THE LIFE-GIVING LOOK.

A WORD FOR THE NEW YEAR.

BY THE EDITOR.

E cannot do better than start our New Year with the beautiful words of our blessed Lord, which are illustrated by our first picture.

They tell us very plainly that the life secret of the saved

is a simple believing look to the Lord Jesus Christ. This brings, under the Holy Spirit's teaching, life from that death "in trespasses and sins," in which all " by nature" are involved (Ephes. ii. 1-3). This brings peace from the heavy condemnation on account of sin to the deepest of earth's sinners who believes that God made Christ "to be sin" for him, that he "might be made the righteousness of God" in Christ (2 Cor. v. 21). Then follows the consciousness of acceptance and salvation, which is the happy privilege of every true believer.

After this comes the life of devotion to God, as His reconciled child in Christ Jesus, which it is also the happy privilege of the believer daily to live. Life has its sorrows, conflicts, trials, difficulties, for the child of God; but the secret of finding life at the first is also the secret of maintaining it and living it out. There must be the same believing look to Christ each moment, for comfort, grace, and strength, as well as for a constant example, in whose most blessed steps to walk.

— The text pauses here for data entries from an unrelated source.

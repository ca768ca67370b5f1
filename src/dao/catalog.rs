//! Loading of the static song catalog.

use std::{collections::HashSet, fs, io, path::Path};

use thiserror::Error;
use tracing::{info, warn};

use crate::{
    dao::models::SongEntity,
    state::{catalog::Catalog, game::Song},
};

/// Catalog shipped inside the binary.
const BUILTIN_CATALOG: &str = include_str!("../../data/songs.json");

/// Failures raised while reading a catalog source.
#[derive(Debug, Error)]
pub enum CatalogError {
    /// The catalog file could not be read.
    #[error("failed to read catalog `{path}`")]
    Read {
        path: String,
        #[source]
        source: io::Error,
    },
    /// The catalog is not a JSON array of songs.
    #[error("failed to parse catalog")]
    Parse(#[from] serde_json::Error),
    /// The catalog holds no song.
    #[error("catalog is empty")]
    Empty,
    /// Two songs share the same id.
    #[error("duplicate song id `{0}` in catalog")]
    DuplicateId(String),
}

/// Parse and validate a catalog from its JSON text.
pub fn parse_catalog(json: &str) -> Result<Catalog, CatalogError> {
    let entities: Vec<SongEntity> = serde_json::from_str(json)?;
    if entities.is_empty() {
        return Err(CatalogError::Empty);
    }

    let mut seen = HashSet::new();
    for entity in &entities {
        if !seen.insert(entity.id.as_str()) {
            return Err(CatalogError::DuplicateId(entity.id.clone()));
        }
    }

    Ok(Catalog::from_songs(entities.into_iter().map(Song::from)))
}

/// The catalog embedded at build time.
pub fn builtin_catalog() -> Result<Catalog, CatalogError> {
    parse_catalog(BUILTIN_CATALOG)
}

/// Read a catalog file from disk.
pub fn read_catalog(path: &Path) -> Result<Catalog, CatalogError> {
    let contents = fs::read_to_string(path).map_err(|source| CatalogError::Read {
        path: path.display().to_string(),
        source,
    })?;
    parse_catalog(&contents)
}

/// Load the configured catalog, falling back to the embedded one when the
/// file is missing or invalid.
pub fn load_catalog(path: Option<&Path>) -> Result<Catalog, CatalogError> {
    let Some(path) = path else {
        let catalog = builtin_catalog()?;
        info!(count = catalog.len(), "using built-in song catalog");
        return Ok(catalog);
    };

    match read_catalog(path) {
        Ok(catalog) => {
            info!(
                path = %path.display(),
                count = catalog.len(),
                "loaded song catalog"
            );
            Ok(catalog)
        }
        Err(err) => {
            warn!(
                path = %path.display(),
                error = %err,
                "failed to load song catalog; falling back to built-in catalog"
            );
            builtin_catalog()
        }
    }
}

Will our readers see that they start the New Year in this spirit? It is a solemn time, and seems especially a season for seeing that our hearts are right. Will any who are still living for this world alone, its follies and its sins, look unto Him for that pardon and reconciliation with God, which alone can enable them to commence a really Christian life? And, if they have got as far as this, will they remember to renew and keep up that believing look, as the constant power for daily life, all through this coming year ?

SAVING, BECAUSE SAVED.

SAVING, BECAUSE SAVED.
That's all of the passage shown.